I’m pretty sure he spent a few hours one evening evaluating my humble decolletage, such as it is after nursing three children. He was squinting down my shirt with a crease between his brows, in too clinical a manner for it to be foreplay. But there was no mention of my posing topless for the goddess. My husband was smart enough to hold his tongue. The rejection came and went unsaid.

Ecco, Craig’s List. “Wanted: breast model for a life size figurative sculpture. Professional classical sculptor pays same rate as art schools. See my website www.sabinhoward.com before contacting me.”

There were thousands of responses. Dutifully Sabin opened every single one. About 90% of the emails came from… Heather in New Jersey, who thought a shot of herself hanging upside down off a pole best showed her watermelon-sized endowments. Also exposed her nether parts in a way that only gynecologists, and not fine art sculptors, would find professionally interesting. Or there was Lindyloo in Queens, clad only in sequins, who charged not by the hour, but by the act. She listed a whole menu. I’m a writer and I know a lot of words, but there were things I’d never heard of. I thought about emailing back for elucidation. Maybe then my husband would look down my shirt in a less detached manner.
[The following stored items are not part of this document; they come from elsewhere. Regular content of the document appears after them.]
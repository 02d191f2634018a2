// Copyright (c) 2025 Varshith Gudur. Licensed under AGPLv3.
//! Read-only view of each node's log cursor.

use std::time::Duration;

use comfy_table::Table;
use devicemap_kernel::window;
use devicemap_node::cache::{CacheNode, SharedNode};
use devicemap_node::drain::read_cursor;
use futures::future::join_all;
use serde::Serialize;

use super::{connect, opt, table};
use crate::args::InspectArgs;

#[derive(Debug, Clone, PartialEq, Eq, Serialize)]
pub struct NodeStatus {
    pub node: String,
    pub reachable: bool,
    pub error: Option<String>,
    pub last_seen: Option<u64>,
    pub next_to_process: Option<u64>,
    /// Entries the next run would visit.
    pub pending: u64,
    /// Entries behind the cursor that exceed the batch cap.
    pub backlog: u64,
    pub corrupt: bool,
    pub truncated: bool,
}

impl NodeStatus {
    fn unreachable(node: &str, error: String) -> Self {
        Self {
            node: node.to_string(),
            reachable: false,
            error: Some(error),
            last_seen: None,
            next_to_process: None,
            pending: 0,
            backlog: 0,
            corrupt: false,
            truncated: false,
        }
    }
}

async fn status(node: &dyn CacheNode, max_batch_size: u64) -> NodeStatus {
    let stored = match read_cursor(node).await {
        Ok(stored) => stored,
        Err(e) => return NodeStatus::unreachable(node.name(), e.to_string()),
    };
    let mut status = NodeStatus {
        node: node.name().to_string(),
        reachable: true,
        error: None,
        last_seen: stored.last_seen,
        next_to_process: stored.next_to_process,
        pending: 0,
        backlog: 0,
        corrupt: false,
        truncated: false,
    };
    if let Some(cursor) = stored.cursor() {
        let plan = window::plan(cursor, max_batch_size.max(1));
        status.pending = plan.window.len();
        status.backlog = plan.backlog() - plan.window.len();
        status.corrupt = cursor.is_corrupt();
        status.truncated = plan.truncated_from.is_some();
    }
    status
}

pub async fn collect_rows(nodes: &[SharedNode], max_batch_size: u64) -> Vec<NodeStatus> {
    join_all(nodes.iter().map(|n| status(n.as_ref(), max_batch_size))).await
}

pub fn render(rows: &[NodeStatus]) -> Table {
    let mut table = table(vec!["Node", "Status", "ua-idx", "ua-next", "Pending", "Details"]);
    for row in rows {
        let status = if !row.reachable {
            "UNREACHABLE"
        } else if row.last_seen.is_none() {
            "EMPTY"
        } else if row.corrupt {
            "CORRUPT"
        } else {
            "OK"
        };
        let details = if let Some(e) = &row.error {
            e.clone()
        } else if row.truncated {
            format!("{} entries over the batch cap will be skipped", row.backlog)
        } else {
            String::new()
        };
        table.add_row(vec![
            row.node.clone(),
            status.to_string(),
            opt(row.last_seen),
            opt(row.next_to_process),
            row.pending.to_string(),
            details,
        ]);
    }
    table
}

pub async fn run(args: &InspectArgs) -> anyhow::Result<()> {
    let nodes = connect(&args.nodes, Duration::from_millis(args.node_timeout_ms));
    let rows = collect_rows(&nodes, args.max_batch_size).await;
    println!("{}", render(&rows));
    Ok(())
}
Sabin was not amused. Not by my chortles and not by the women who could read the words “breast model” but not the words “professional classical sculptor.” He wasn’t titillated, either. This is his work and his work is his God. Sabin was looking for a specific physical attribute and he might as well have been looking at elbows or knees.

He eventually auditioned a few women and chose someone whom I thought was too small for Aphrodite. She is the Goddess of Love, after all, shouldn’t she have a really great set of knockers, full Double-D’s that knock people over?
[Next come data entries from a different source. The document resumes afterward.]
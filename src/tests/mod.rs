pub mod keys_tests;
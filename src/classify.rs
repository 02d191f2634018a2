// Copyright (c) 2025 Varshith Gudur. Licensed under AGPLv3.
//! Device-type rule chain.
//!
//! A [`RuleSet`] is an ordered list of [`Rule`]s evaluated top to bottom,
//! starting from [`DeviceType::Desktop`]. A rule fires when the label reached
//! so far is one it upgrades from *and* its matcher accepts the input; firing
//! replaces the label. Every rule is evaluated exactly once, so ordering alone
//! decides precedence.
//!
//! The default chain:
//!
//! | # | rule              | from            | to       | signal                          |
//! |---|-------------------|-----------------|----------|---------------------------------|
//! | 1 | `mobile-device`   | desktop         | mobile   | `mobileDevice`                  |
//! | 2 | `touch-screen`    | mobile          | touch    | `touchScreen`                   |
//! | 3 | `tablet-flag`     | mobile, touch   | tablet   | `isTablet`                      |
//! | 4 | `robot`           | mobile          | touch    | `isRobot`                       |
//! | 5 | `tablet-token`    | mobile          | tablet   | identifier contains `Tablet`    |
//! | 6 | `windows-phone`   | mobile          | touch    | `Windows Phone 7`, `8` or `9`   |
//!
//! Rules 4-6 only see the residual `mobile` bucket: once one of them fires the
//! label is no longer `mobile` and the rest are skipped. They patch device
//! families the service reports without touch or tablet flags.

use alloc::string::String;
use alloc::vec;
use alloc::vec::Vec;

use crate::types::device::DeviceType;
use crate::types::properties::{Flag, PropertyBag};

#[derive(Clone, Debug, PartialEq, Eq)]
pub enum Matcher {
    /// The service flag is present and `true`.
    Flag(Flag),
    /// The raw identifier contains any of these literal substrings.
    Contains(Vec<String>),
}

impl Matcher {
    pub fn contains<I, S>(needles: I) -> Self
    where
        I: IntoIterator<Item = S>,
        S: Into<String>,
    {
        Matcher::Contains(needles.into_iter().map(Into::into).collect())
    }

    pub fn matches(&self, props: &PropertyBag, identifier: &str) -> bool {
        match self {
            Matcher::Flag(flag) => props.flag(*flag),
            Matcher::Contains(needles) => needles.iter().any(|n| identifier.contains(n.as_str())),
        }
    }
}

#[derive(Clone, Debug, PartialEq, Eq)]
pub struct Rule {
    pub name: String,
    pub from: Vec<DeviceType>,
    pub to: DeviceType,
    pub matcher: Matcher,
}

impl Rule {
    pub fn new(name: impl Into<String>, from: &[DeviceType], to: DeviceType, matcher: Matcher) -> Self {
        Self {
            name: name.into(),
            from: from.to_vec(),
            to,
            matcher,
        }
    }

    fn fires(&self, current: DeviceType, props: &PropertyBag, identifier: &str) -> bool {
        self.from.contains(&current) && self.matcher.matches(props, identifier)
    }
}

#[derive(Clone, Debug, PartialEq, Eq)]
pub struct RuleSet {
    rules: Vec<Rule>,
}

impl Default for RuleSet {
    fn default() -> Self {
        use DeviceType::*;

        Self::new(vec![
            Rule::new("mobile-device", &[Desktop], Mobile, Matcher::Flag(Flag::MobileDevice)),
            Rule::new("touch-screen", &[Mobile], Touch, Matcher::Flag(Flag::TouchScreen)),
            Rule::new("tablet-flag", &[Mobile, Touch], Tablet, Matcher::Flag(Flag::IsTablet)),
            // Crawlers get the touch variant.
            Rule::new("robot", &[Mobile], Touch, Matcher::Flag(Flag::IsRobot)),
            // e.g. "Opera/9.80 (Android 4.2.1; Linux; Opera Tablet/ADR-1301080958)"
            Rule::new("tablet-token", &[Mobile], Tablet, Matcher::contains(["Tablet"])),
            // WP7 and later require a capacitive touchscreen.
            Rule::new(
                "windows-phone",
                &[Mobile],
                Touch,
                Matcher::contains(["Windows Phone 7", "Windows Phone 8", "Windows Phone 9"]),
            ),
        ])
    }
}

impl RuleSet {
    pub fn new(rules: Vec<Rule>) -> Self {
        Self { rules }
    }

    pub fn rules(&self) -> &[Rule] {
        &self.rules
    }

    /// Appends a rule after the existing ones.
    pub fn push(&mut self, rule: Rule) {
        self.rules.push(rule);
    }

    pub fn classify(&self, props: &PropertyBag, identifier: &str) -> DeviceType {
        self.rules.iter().fold(DeviceType::default(), |current, rule| {
            if rule.fires(current, props, identifier) {
                rule.to
            } else {
                current
            }
        })
    }

    /// Same as [`classify`](Self::classify) but also returns the names of the
    /// rules that fired, in order.
    pub fn explain(&self, props: &PropertyBag, identifier: &str) -> (DeviceType, Vec<&str>) {
        let mut current = DeviceType::default();
        let mut fired = Vec::new();
        for rule in &self.rules {
            if rule.fires(current, props, identifier) {
                current = rule.to;
                fired.push(rule.name.as_str());
            }
        }
        (current, fired)
    }
}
But of course, he of the exquisite taste was right. Aphrodite was finished and she’s gorgeous, modest bust and all. So maybe there is something elegantly appealing about the less-endowed chest, after all….

fragment-of-aphrodite-hires

· · · · ·

The Art of Life: How and Why to Look at Sculpture by Traci L. Slatton & Sabin Howard

The Art of Life: How and Why to Look at Sculpture

by Traci L. Slatton & Sabin Howard

My husband Sabin Howard (www.sabinhoward.com) and I are writing a book about sculpture together. He is a working classical figurative sculptor–think Michelangelo–and I am NOT a PhD.

I want to write this book precisely because I am not a PhD. I want to write it for the purest reason: because I love sculpture and it enhances life and I want to share this passion, and its uplifting effect, with everyone. Sculpture is too beautiful, too innately healing, too richly resonant of what it actually means to be human, to be monopolized by a few people with advanced degrees.

I stand for the democratization of art. This is precisely why I have such a strong aversion to post-modern art, which, with its emphasis on ugliness and alienation, has begged to be rejected by the ordinary person and embraced by the few who either 1, make money off it, or 2, get a PhD out of it.

I am here to tell you: art is not dead. Neither is God, for that matter. There’s a burdgeoning movement that is rediscovering both. Beauty, too.

Why do I call this book ‘The art of life’? Simple: when you pause and breathe and take in a sculpture, it brings you back into alignment with your deepest core self. It renews your Self. It deepens your experience of this moment now, of the presence, and Presence, in this perfectly imperfect moment of space-time. And isn’t that the practice of the art of life? It is for me.